Top of Source data

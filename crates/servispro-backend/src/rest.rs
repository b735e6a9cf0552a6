use std::sync::Arc;

use axum::extract::rejection::JsonRejection;
use axum::extract::{Path, State};
use axum::http::StatusCode;
use axum::routing::{get, post};
use axum::{Json, Router};
use servispro_gateway_mock::GatewayError;
use servispro_types::{
    ErrorBody, InitiatePaymentRequest, OtpCode, OtpDispatch, OtpVerdict, PaymentAck, PaymentId,
    PaymentView, RefundAck, RefundRequest, VerifyOtpRequest,
};
use tower_http::cors::CorsLayer;
use tracing::{info, warn};

use crate::state::{now_millis, BackendState};

type ApiError = (StatusCode, Json<ErrorBody>);
type ApiResult<T> = Result<Json<T>, ApiError>;

pub fn router(state: Arc<BackendState>) -> Router {
    Router::new()
        .route("/api/payments/initiate", post(initiate_payment))
        .route("/api/payments/{payment_id}", get(get_payment))
        .route("/api/payments/{payment_id}/confirm", post(confirm_payment))
        .route("/api/payments/{payment_id}/otp", post(request_otp))
        .route("/api/payments/{payment_id}/otp/verify", post(verify_otp))
        .route("/api/payments/{payment_id}/refund", post(refund_payment))
        .layer(CorsLayer::permissive())
        .with_state(state)
}

// ---------------------------------------------------------------------------
// Handlers
// ---------------------------------------------------------------------------

async fn initiate_payment(
    State(state): State<Arc<BackendState>>,
    body: Result<Json<InitiatePaymentRequest>, JsonRejection>,
) -> ApiResult<PaymentAck> {
    let req = decode(body)?;
    info!(provider_id = %req.provider_id, job_id = %req.job_id, "initiate requested");
    let now = now_millis();
    state
        .with_gateway(|gateway| gateway.initiate_payment(req, now))
        .map(Json)
        .map_err(reject)
}

async fn confirm_payment(
    State(state): State<Arc<BackendState>>,
    Path(payment_id): Path<String>,
) -> ApiResult<PaymentAck> {
    let payment_id = parse_payment_id(payment_id)?;
    let now = now_millis();
    state
        .with_gateway(|gateway| gateway.confirm_payment(&payment_id, now))
        .map(Json)
        .map_err(reject)
}

async fn request_otp(
    State(state): State<Arc<BackendState>>,
    Path(payment_id): Path<String>,
) -> ApiResult<OtpDispatch> {
    let payment_id = parse_payment_id(payment_id)?;
    let now = now_millis();
    state
        .with_gateway(|gateway| gateway.issue_otp(&payment_id, now))
        .map(Json)
        .map_err(reject)
}

async fn verify_otp(
    State(state): State<Arc<BackendState>>,
    Path(payment_id): Path<String>,
    body: Result<Json<VerifyOtpRequest>, JsonRejection>,
) -> ApiResult<OtpVerdict> {
    let payment_id = parse_payment_id(payment_id)?;
    let req = decode(body)?;
    let code = OtpCode::parse(&req.code).map_err(|err| reject(err.into()))?;
    let now = now_millis();
    state
        .with_gateway(|gateway| gateway.verify_otp(&payment_id, &code, now))
        .map(Json)
        .map_err(reject)
}

async fn get_payment(
    State(state): State<Arc<BackendState>>,
    Path(payment_id): Path<String>,
) -> ApiResult<PaymentView> {
    let payment_id = parse_payment_id(payment_id)?;
    state
        .with_gateway(|gateway| gateway.get_payment(&payment_id))
        .map(Json)
        .map_err(reject)
}

async fn refund_payment(
    State(state): State<Arc<BackendState>>,
    Path(payment_id): Path<String>,
    body: Result<Json<RefundRequest>, JsonRejection>,
) -> ApiResult<RefundAck> {
    let payment_id = parse_payment_id(payment_id)?;
    let req = decode(body)?;
    state
        .with_gateway(|gateway| gateway.refund_payment(&payment_id, req.reason))
        .map(Json)
        .map_err(reject)
}

// ---------------------------------------------------------------------------
// Helpers
// ---------------------------------------------------------------------------

fn parse_payment_id(raw: String) -> Result<PaymentId, ApiError> {
    PaymentId::new(raw).map_err(|err| reject(err.into()))
}

/// Malformed bodies, including invalid ids, answer 400 with a `detail`.
fn decode<T>(body: Result<Json<T>, JsonRejection>) -> Result<T, ApiError> {
    match body {
        Ok(Json(value)) => Ok(value),
        Err(rejection) => {
            warn!(error = %rejection, "malformed payment request body");
            Err((
                StatusCode::BAD_REQUEST,
                Json(ErrorBody {
                    detail: rejection.body_text(),
                }),
            ))
        }
    }
}

fn reject(err: GatewayError) -> ApiError {
    let status = StatusCode::from_u16(err.kind().http_status())
        .unwrap_or(StatusCode::INTERNAL_SERVER_ERROR);
    warn!(status = status.as_u16(), error = %err, "payment request rejected");
    (
        status,
        Json(ErrorBody {
            detail: err.to_string(),
        }),
    )
}
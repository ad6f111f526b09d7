// Media processing
//
// Video input is handled by extracting one of its subtitle tracks with ffmpeg:
// - Processor: FFmpeg-backed implementation of `MediaProcessorTrait`
// - Commands: Command builders and abstractions

pub mod commands;
pub mod processor;

use async_trait::async_trait;
use std::path::Path;

pub use commands::*;
pub use processor::*;

use crate::config::MediaConfig;
use crate::error::Result;

/// Main trait for media processing operations
#[cfg_attr(test, mockall::automock)]
#[async_trait]
pub trait MediaProcessorTrait: Send + Sync {
    /// Extract the `track`-th subtitle stream of a video into `output_path`
    async fn extract_subtitles(&self, video_path: &Path, track: usize, output_path: &Path) -> Result<()>;

    /// Check if media processor is available
    fn check_availability(&self) -> Result<()>;

    /// Get media processor version information
    async fn get_version_info(&self) -> Result<String>;
}

/// Factory for creating media processor instances
pub struct MediaProcessorFactory;

impl MediaProcessorFactory {
    /// Create the default media processor implementation (FFmpeg-based)
    pub fn create_processor(config: MediaConfig) -> Box<dyn MediaProcessorTrait> {
        Box::new(processor::MediaProcessorImpl::new(config))
    }
}
use thiserror::Error;

#[derive(Error, Debug)]
pub enum SubtransError {
    #[error("IO error: {0}")]
    Io(#[from] std::io::Error),

    #[error("TOML parsing error: {0}")]
    Toml(#[from] toml::de::Error),

    #[error("HTTP request error: {0}")]
    Http(#[from] reqwest::Error),

    #[error("Cannot detect language \"{requested}\". Supported either abbreviation or full language name:\n{supported}")]
    UnsupportedLanguage { requested: String, supported: String },

    #[error("Translator \"{requested}\" is not supported. Available translators: {available}")]
    UnsupportedTranslator { requested: String, available: String },

    #[error("Could not extract the subtitles: {0}")]
    VideoExtraction(String),

    #[error("Cannot decode \"{path}\" as {encoding}. Set the encoding explicitly or use --encoding auto")]
    Decode { path: String, encoding: String },

    #[error("No more endpoints left to try ({tried} tried). Wait a while until you get unblocked or update the endpoint list")]
    EndpointsExhausted { tried: usize },

    #[error("Translation kept breaking line boundaries with every separator tried ({tried}). \
             Supply a custom separator with --separator that differs from these")]
    SeparatorsExhausted { tried: String },

    #[error("Subtitle parsing error: {0}")]
    Subtitle(String),

    #[error("Media processing error: {0}")]
    Media(String),

    #[error("Configuration error: {0}")]
    Config(String),

    #[error("File not found: {0}")]
    FileNotFound(String),

    #[error("Unsupported format: {0}")]
    UnsupportedFormat(String),
}

pub type Result<T> = std::result::Result<T, SubtransError>;
use clap::{Parser, Subcommand};
use std::path::PathBuf;

use crate::config::{Config, InputType, TranslatorKind};
use crate::error::Result;
use crate::subtitle::encoding::TextEncoding;

#[derive(Parser)]
#[command(
    author,
    version,
    about = "Translate movie subtitles into another language, or show both languages together",
    long_about = None
)]
pub struct Args {
    /// Configuration file path
    #[arg(short, long)]
    pub config: Option<PathBuf>,

    /// Console log level: error, warn, info, debug or trace
    #[arg(long)]
    pub log_level: Option<String>,

    /// Also write a daily rolling log file into this directory
    #[arg(long)]
    pub log_dir: Option<PathBuf>,

    #[command(subcommand)]
    pub command: Commands,
}

#[derive(Subcommand)]
pub enum Commands {
    /// Translate a subtitle file, or a subtitle track of a video file
    Translate(TranslateArgs),

    /// List the languages a translator supports
    Languages {
        /// Translator to list languages for
        #[arg(long)]
        translator: Option<String>,
    },

    /// List the default separator candidates, in the order they are tried
    Separators,
}

#[derive(clap::Args, Debug)]
pub struct TranslateArgs {
    /// Input subtitle or video file
    pub input: PathBuf,

    /// Generated subtitle file (.srt, .ass or .ssa)
    pub output: PathBuf,

    /// Target language, abbreviation or full name
    #[arg(long)]
    pub to_lang: Option<String>,

    /// Translation backend: gtx or batchexecute
    #[arg(long)]
    pub translator: Option<String>,

    /// Show the original and the translated subtitles together
    #[arg(long)]
    pub merge: bool,

    /// Show the original as main text and the translation below it
    #[arg(long)]
    pub reverse: bool,

    /// Use the pronunciation of the original text
    #[arg(long)]
    pub pronounce_original: bool,

    /// Use the pronunciation of the translated text
    #[arg(long)]
    pub pronounce_translated: bool,

    /// Lines shorter than this are merged onto a single line
    #[arg(long)]
    pub line_char_limit: Option<usize>,

    /// Size of the secondary text in percent
    #[arg(long)]
    pub secondary_scale: Option<u32>,

    /// Separator placed between lines of one request, or "try_default" to try every default
    #[arg(long)]
    pub separator: Option<String>,

    /// Treat every line as a complete sentence
    #[arg(long)]
    pub ignore_line_ends: bool,

    /// Input type: auto, video or subs
    #[arg(long, default_value = "auto")]
    pub input_type: String,

    /// Subtitle track to extract from video input
    #[arg(long)]
    pub subs_track: Option<usize>,

    /// Input encoding: utf-8 or auto
    #[arg(long)]
    pub encoding: Option<String>,
}

impl TranslateArgs {
    /// Override configuration values with the ones given on the command line
    pub fn apply_to(&self, config: &mut Config) -> Result<()> {
        if let Some(to_lang) = &self.to_lang {
            config.translate.target_language = to_lang.clone();
        }
        if let Some(translator) = &self.translator {
            config.translate.translator = TranslatorKind::from_name(translator)?;
        }
        if let Some(encoding) = &self.encoding {
            config.subtitle.encoding = TextEncoding::from_name(encoding)?;
        }
        if let Some(limit) = self.line_char_limit {
            config.subtitle.line_char_limit = limit;
        }
        if let Some(scale) = self.secondary_scale {
            config.subtitle.secondary_scale = scale;
        }
        if let Some(track) = self.subs_track {
            config.media.subtitle_track = track;
        }

        // Flags only ever switch behaviour on
        config.subtitle.merge |= self.merge;
        config.subtitle.reverse |= self.reverse;
        config.translate.pronounce_original |= self.pronounce_original;
        config.translate.pronounce_translated |= self.pronounce_translated;
        config.translate.ignore_line_ends |= self.ignore_line_ends;

        match &self.separator {
            Some(separator) => config.set_separator(separator),
            None => config.validate(),
        }
    }

    pub fn input_type(&self) -> Result<InputType> {
        InputType::from_name(&self.input_type)
    }
}
use serde::{Deserialize, Serialize};
use std::fmt;
use tracing::debug;

use crate::error::{Result, SubtransError};

/// How subtitle bytes are turned into text
#[derive(Debug, Clone, Copy, PartialEq, Eq, Serialize, Deserialize)]
pub enum TextEncoding {
    /// Strict UTF-8, a leading byte-order mark is tolerated
    #[serde(rename = "utf-8")]
    Utf8,
    /// Sniff byte-order marks, then try UTF-8, then fall back to Latin-1
    #[serde(rename = "auto")]
    Auto,
}

impl TextEncoding {
    pub fn from_name(name: &str) -> Result<Self> {
        match name.to_lowercase().as_str() {
            "utf-8" | "utf8" => Ok(Self::Utf8),
            "auto" => Ok(Self::Auto),
            _ => Err(SubtransError::Config(format!(
                "Invalid encoding '{}'. Valid encodings: utf-8, auto",
                name
            ))),
        }
    }

    pub fn name(&self) -> &'static str {
        match self {
            Self::Utf8 => "utf-8",
            Self::Auto => "auto",
        }
    }

    /// Decode raw file contents, `None` when the bytes do not fit the encoding
    pub fn decode(&self, bytes: &[u8]) -> Option<String> {
        match self {
            Self::Utf8 => decode_utf8(bytes),
            Self::Auto => detect(bytes),
        }
    }
}

impl fmt::Display for TextEncoding {
    fn fmt(&self, f: &mut fmt::Formatter<'_>) -> fmt::Result {
        f.write_str(self.name())
    }
}

const UTF8_BOM: &[u8] = &[0xEF, 0xBB, 0xBF];
const UTF16LE_BOM: &[u8] = &[0xFF, 0xFE];
const UTF16BE_BOM: &[u8] = &[0xFE, 0xFF];

fn decode_utf8(bytes: &[u8]) -> Option<String> {
    let bytes = bytes.strip_prefix(UTF8_BOM).unwrap_or(bytes);
    String::from_utf8(bytes.to_vec()).ok()
}

fn detect(bytes: &[u8]) -> Option<String> {
    if let Some(rest) = bytes.strip_prefix(UTF16LE_BOM) {
        debug!("Detected UTF-16LE byte-order mark");
        return decode_utf16(rest, u16::from_le_bytes);
    }
    if let Some(rest) = bytes.strip_prefix(UTF16BE_BOM) {
        debug!("Detected UTF-16BE byte-order mark");
        return decode_utf16(rest, u16::from_be_bytes);
    }
    if let Some(text) = decode_utf8(bytes) {
        debug!("Decoded input as UTF-8");
        return Some(text);
    }

    debug!("Input is not UTF-8, decoding as Latin-1");
    Some(bytes.iter().map(|&byte| char::from(byte)).collect())
}

fn decode_utf16(bytes: &[u8], to_unit: fn([u8; 2]) -> u16) -> Option<String> {
    if bytes.len() % 2 != 0 {
        return None;
    }
    let units = bytes.chunks_exact(2).map(|pair| to_unit([pair[0], pair[1]]));
    char::decode_utf16(units).collect::<std::result::Result<String, _>>().ok()
}
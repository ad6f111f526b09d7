//! Sentence grouping and chunk packing.
//!
//! Subtitle lines are first grouped into sentences (runs of lines that end on a
//! sentence-terminal character), then sentences are packed into chunks that fit
//! a translation request. A chunk boundary never falls inside a sentence.

use tracing::{debug, info};

use crate::config::EndingFamily;

/// Lines of one translation request, sentence boundaries already erased
pub type Chunk = Vec<String>;

/// Decides which lines close a sentence
#[derive(Debug, Clone, PartialEq, Eq)]
pub enum SentenceEndings {
    /// Every line is a sentence on its own
    EveryLine,
    /// A line closes a sentence when its last character is in `chars`
    Chars { family: String, chars: Vec<char> },
}

impl SentenceEndings {
    pub fn from_family(family: &EndingFamily) -> Self {
        Self::Chars {
            family: family.name.clone(),
            chars: family.chars.chars().collect(),
        }
    }

    /// Pick the first family whose characters appear anywhere in the text.
    ///
    /// Subtitles with no recognisable punctuation fall back to [`SentenceEndings::EveryLine`].
    pub fn detect<S: AsRef<str>>(families: &[EndingFamily], lines: &[S]) -> Self {
        for family in families {
            let found = lines
                .iter()
                .any(|line| line.as_ref().chars().any(|c| family.chars.contains(c)));
            if found {
                info!("Using \"{}\" sentence endings \"{}\"", family.name, family.chars);
                return Self::from_family(family);
            }
        }

        info!("No known sentence endings found, every line ends a sentence");
        Self::EveryLine
    }

    pub fn closes(&self, line: &str) -> bool {
        match self {
            Self::EveryLine => true,
            // A single trailing newline does not hide the terminator
            Self::Chars { chars, .. } => line
                .strip_suffix('\n')
                .unwrap_or(line)
                .chars()
                .next_back()
                .is_some_and(|last| chars.contains(&last)),
        }
    }
}

/// Lazy sentence iterator, see [`group_into_sentences`]
pub struct Sentences<'e, I> {
    lines: I,
    endings: &'e SentenceEndings,
}

impl<I> Iterator for Sentences<'_, I>
where
    I: Iterator<Item = String>,
{
    type Item = Vec<String>;

    fn next(&mut self) -> Option<Self::Item> {
        let mut sentence = Vec::new();

        for line in self.lines.by_ref() {
            let closes = self.endings.closes(&line);
            sentence.push(line);
            if closes {
                return Some(sentence);
            }
        }

        // Whatever never saw a terminator becomes the final sentence
        if sentence.is_empty() { None } else { Some(sentence) }
    }
}

/// Group lines into sentences, holding only the current sentence in memory
pub fn group_into_sentences<I>(lines: I, endings: &SentenceEndings) -> Sentences<'_, I::IntoIter>
where
    I: IntoIterator<Item = String>,
{
    Sentences {
        lines: lines.into_iter(),
        endings,
    }
}

/// Lazy chunk iterator, see [`pack_into_chunks`]
pub struct Chunks<I> {
    sentences: I,
    char_limit: usize,
    separator_overhead: usize,
    carry: Option<Vec<String>>,
}

fn sentence_length(sentence: &[String], separator_overhead: usize) -> usize {
    sentence
        .iter()
        .map(|line| line.chars().count() + separator_overhead)
        .sum()
}

impl<I> Iterator for Chunks<I>
where
    I: Iterator<Item = Vec<String>>,
{
    type Item = Chunk;

    fn next(&mut self) -> Option<Self::Item> {
        let mut chunk = Vec::new();
        let mut char_count = 0;

        if let Some(sentence) = self.carry.take() {
            char_count = sentence_length(&sentence, self.separator_overhead);
            chunk.extend(sentence);
        }

        for sentence in self.sentences.by_ref() {
            let length = sentence_length(&sentence, self.separator_overhead);
            debug!(
                "Sentence with {} lines: {} (char count) + {} (sentence length) = {} (total)",
                sentence.len(), char_count, length, char_count + length
            );

            if !chunk.is_empty() && char_count + length > self.char_limit {
                debug!("Reached the {} char limit", self.char_limit);
                self.carry = Some(sentence);
                return Some(chunk);
            }

            char_count += length;
            chunk.extend(sentence);
        }

        if chunk.is_empty() { None } else { Some(chunk) }
    }
}

/// Pack sentences into chunks whose length, counting `separator_overhead` per line,
/// stays within `char_limit`.
///
/// The limit is soft: a sentence longer than the limit still becomes a chunk of its own.
pub fn pack_into_chunks<I>(sentences: I, char_limit: usize, separator_overhead: usize) -> Chunks<I::IntoIter>
where
    I: IntoIterator<Item = Vec<String>>,
{
    Chunks {
        sentences: sentences.into_iter(),
        char_limit,
        separator_overhead,
        carry: None,
    }
}

#[cfg(test)]
mod tests {
    use super::*;
    use crate::config::default_sentence_endings;

    fn lines(items: &[&str]) -> Vec<String> {
        items.iter().map(|s| s.to_string()).collect()
    }

    fn usual() -> SentenceEndings {
        SentenceEndings::from_family(&default_sentence_endings()[0])
    }

    #[test]
    fn test_groups_until_terminal_character() {
        let input = lines(&["This is an,", "example text!", "I am writing", "this now..."]);
        let endings = usual();
        let sentences: Vec<_> = group_into_sentences(input, &endings).collect();

        assert_eq!(sentences, vec![
            lines(&["This is an,", "example text!"]),
            lines(&["I am writing", "this now..."]),
        ]);
    }

    #[test]
    fn test_unterminated_tail_is_a_sentence() {
        let input = lines(&["Done.", "and then", "nothing"]);
        let endings = usual();
        let sentences: Vec<_> = group_into_sentences(input, &endings).collect();

        assert_eq!(sentences, vec![lines(&["Done."]), lines(&["and then", "nothing"])]);
    }

    #[test]
    fn test_grouping_is_deterministic_and_keeps_every_line() {
        let input = lines(&["a", "b.", "c", "d?", "e", "\"f\"", "g"]);
        let endings = usual();
        let first: Vec<_> = group_into_sentences(input.clone(), &endings).collect();
        let second: Vec<_> = group_into_sentences(input.clone(), &endings).collect();

        assert_eq!(first, second);
        assert_eq!(first.concat(), input);
    }

    #[test]
    fn test_every_line_endings() {
        let input = lines(&["no", "punctuation", "here"]);
        let sentences: Vec<_> = group_into_sentences(input, &SentenceEndings::EveryLine).collect();
        assert_eq!(sentences.len(), 3);
    }

    #[test]
    fn test_detect_prefers_first_matching_family() {
        let families = default_sentence_endings();

        let english = SentenceEndings::detect(&families, &["Hello.", "World"]);
        assert!(matches!(english, SentenceEndings::Chars { ref family, .. } if family == "Usual"));

        let japanese = SentenceEndings::detect(&families, &["こんにちは。", "元気ですか"]);
        assert!(matches!(japanese, SentenceEndings::Chars { ref family, .. } if family == "Japanese"));
        assert!(japanese.closes("そうですね"));

        let bare = SentenceEndings::detect(&families, &["no endings", "at all"]);
        assert_eq!(bare, SentenceEndings::EveryLine);
    }

    #[test]
    fn test_empty_line_does_not_close_sentence() {
        assert!(!usual().closes(""));
    }

    #[test]
    fn test_terminator_before_trailing_newline_closes() {
        let endings = usual();
        assert!(endings.closes("Hello.\n"));
        assert!(!endings.closes("Hello\n"));
        assert!(!endings.closes("Hello.\n\n"));
        assert!(!endings.closes("\n"));

        let input = lines(&["Hello.\n", "Next line"]);
        let sentences: Vec<_> = group_into_sentences(input, &endings).collect();
        assert_eq!(sentences, vec![lines(&["Hello.\n"]), lines(&["Next line"])]);
    }

    #[test]
    fn test_packs_sentences_under_limit() {
        // "This is an," + "example text!" = 24 chars + 2 * 4 overhead = 32
        // "I am writing this now..." = 24 chars + 4 overhead = 28
        let sentences = vec![
            lines(&["This is an,", "example text!"]),
            lines(&["I am writing this now..."]),
        ];
        let chunks: Vec<_> = pack_into_chunks(sentences, 40, 4).collect();

        assert_eq!(chunks, vec![
            lines(&["This is an,", "example text!"]),
            lines(&["I am writing this now..."]),
        ]);
    }

    #[test]
    fn test_chunks_respect_limit_and_sentence_boundaries() {
        let input = lines(&["one two.", "three", "four!", "five six seven?", "eight", "nine."]);
        let endings = usual();
        let sentences: Vec<_> = group_into_sentences(input.clone(), &endings).collect();
        let chunks: Vec<_> = pack_into_chunks(sentences.clone(), 25, 5).collect();

        assert_eq!(chunks.concat(), input);
        for chunk in &chunks {
            assert!(sentence_length(chunk, 5) <= 25 || sentences.iter().any(|s| s == chunk));
        }
        // a boundary always lines up with a sentence boundary
        let mut offset = 0;
        let mut boundaries = vec![0];
        for sentence in &sentences {
            offset += sentence.len();
            boundaries.push(offset);
        }
        let mut position = 0;
        for chunk in &chunks {
            position += chunk.len();
            assert!(boundaries.contains(&position));
        }
    }

    #[test]
    fn test_oversized_sentence_is_its_own_chunk() {
        let long = "x".repeat(120);
        let sentences = vec![lines(&["short."]), vec![long.clone()], lines(&["tail."])];
        let chunks: Vec<_> = pack_into_chunks(sentences, 50, 5).collect();

        assert_eq!(chunks, vec![lines(&["short."]), vec![long], lines(&["tail."])]);
    }

    #[test]
    fn test_single_oversized_sentence() {
        let sentence = vec!["y".repeat(80), "z".repeat(80)];
        let chunks: Vec<_> = pack_into_chunks(vec![sentence.clone()], 50, 5).collect();
        assert_eq!(chunks, vec![sentence]);
    }

    #[test]
    fn test_no_sentences_no_chunks() {
        let chunks: Vec<Chunk> = pack_into_chunks(Vec::<Vec<String>>::new(), 50, 5).collect();
        assert!(chunks.is_empty());
    }
}
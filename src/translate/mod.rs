// Subtitle translation architecture
//
// Lines are grouped into sentences, sentences are packed into chunks that fit a
// single request, and each chunk is joined with a separator that survives the
// round trip through the translation service:
// - sentence: Sentence grouping and chunk packing
// - chunk: Joining chunk lines and splitting translations back apart
// - negotiate: Retrying with the next separator when line boundaries get lost
// - gtx / batchexecute: The two Google Translate backends, behind `Translator`
// - endpoint: Regional endpoint failover shared by both backends

pub mod sentence;
pub mod chunk;
pub mod negotiate;
pub mod language;
pub mod endpoint;
pub mod gtx;
pub mod batchexecute;

use async_trait::async_trait;

pub use language::Language;
pub use negotiate::{Negotiated, SeparatorNegotiator};
pub use sentence::{group_into_sentences, pack_into_chunks, Chunk, SentenceEndings};
use crate::config::{TranslateConfig, TranslatorKind};
use crate::error::Result;

/// One translated request string with its pronunciations
#[derive(Debug, Clone, PartialEq, Eq)]
pub struct Translated {
    pub original: String,
    pub translated: String,
    /// Falls back to `original` when the backend cannot pronounce it
    pub pronounce_original: String,
    /// Falls back to `translated` when the backend cannot pronounce it
    pub pronounce_translated: String,
}

impl Translated {
    /// Translation without any pronunciation data
    pub fn literal(original: impl Into<String>, translated: impl Into<String>) -> Self {
        let original = original.into();
        let translated = translated.into();
        Self {
            pronounce_original: original.clone(),
            pronounce_translated: translated.clone(),
            original,
            translated,
        }
    }

    pub fn original_text(&self, pronounce: bool) -> &str {
        if pronounce { &self.pronounce_original } else { &self.original }
    }

    pub fn translated_text(&self, pronounce: bool) -> &str {
        if pronounce { &self.pronounce_translated } else { &self.translated }
    }
}

/// Main trait for translation backends
#[cfg_attr(test, mockall::automock)]
#[async_trait]
pub trait Translator: Send + Sync {
    /// Translate every text in order, one result per text
    async fn translate(&self, texts: &[String], language: &Language) -> Result<Vec<Translated>>;

    /// Resolve an abbreviation or full language name
    fn detect_language(&self, name: &str) -> Option<Language>;

    /// Human readable listing of supported languages
    fn supported(&self) -> String;

    /// Longest request the backend accepts, in characters
    fn char_limit(&self) -> usize;
}

/// Factory for creating translator instances
pub struct TranslatorFactory;

impl TranslatorFactory {
    /// Create the translator selected in the configuration
    pub fn create_translator(config: &TranslateConfig) -> Result<Box<dyn Translator>> {
        Self::create(config.translator, config)
    }

    pub fn create(kind: TranslatorKind, config: &TranslateConfig) -> Result<Box<dyn Translator>> {
        let translator: Box<dyn Translator> = match kind {
            TranslatorKind::Gtx => Box::new(gtx::GtxTranslator::new(config)?),
            TranslatorKind::Batchexecute => Box::new(batchexecute::BatchexecuteTranslator::new(config)?),
        };
        Ok(translator)
    }
}

#[cfg(test)]
mod tests {
    use super::*;

    #[test]
    fn test_literal_falls_back_to_text() {
        let translated = Translated::literal("Hello", "Hola");
        assert_eq!(translated.original_text(true), "Hello");
        assert_eq!(translated.translated_text(true), "Hola");
        assert_eq!(translated.translated_text(false), "Hola");
    }

    #[test]
    fn test_factory_respects_kind() {
        let config = TranslateConfig::default();
        let gtx = TranslatorFactory::create(TranslatorKind::Gtx, &config).unwrap();
        let batch = TranslatorFactory::create(TranslatorKind::Batchexecute, &config).unwrap();

        assert!(gtx.detect_language("he").is_some());
        assert!(batch.detect_language("he").is_none());
        assert_eq!(gtx.char_limit(), 5000);
        assert_eq!(batch.char_limit(), 5000);
    }
}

Bottom of Source data

Exercise objective – When a line in the listing has the string "repeat" in it, return that line.

Response area –
        let long = "x".repeat(120);
        let sentence = vec!["y".repeat(80), "z".repeat(80)];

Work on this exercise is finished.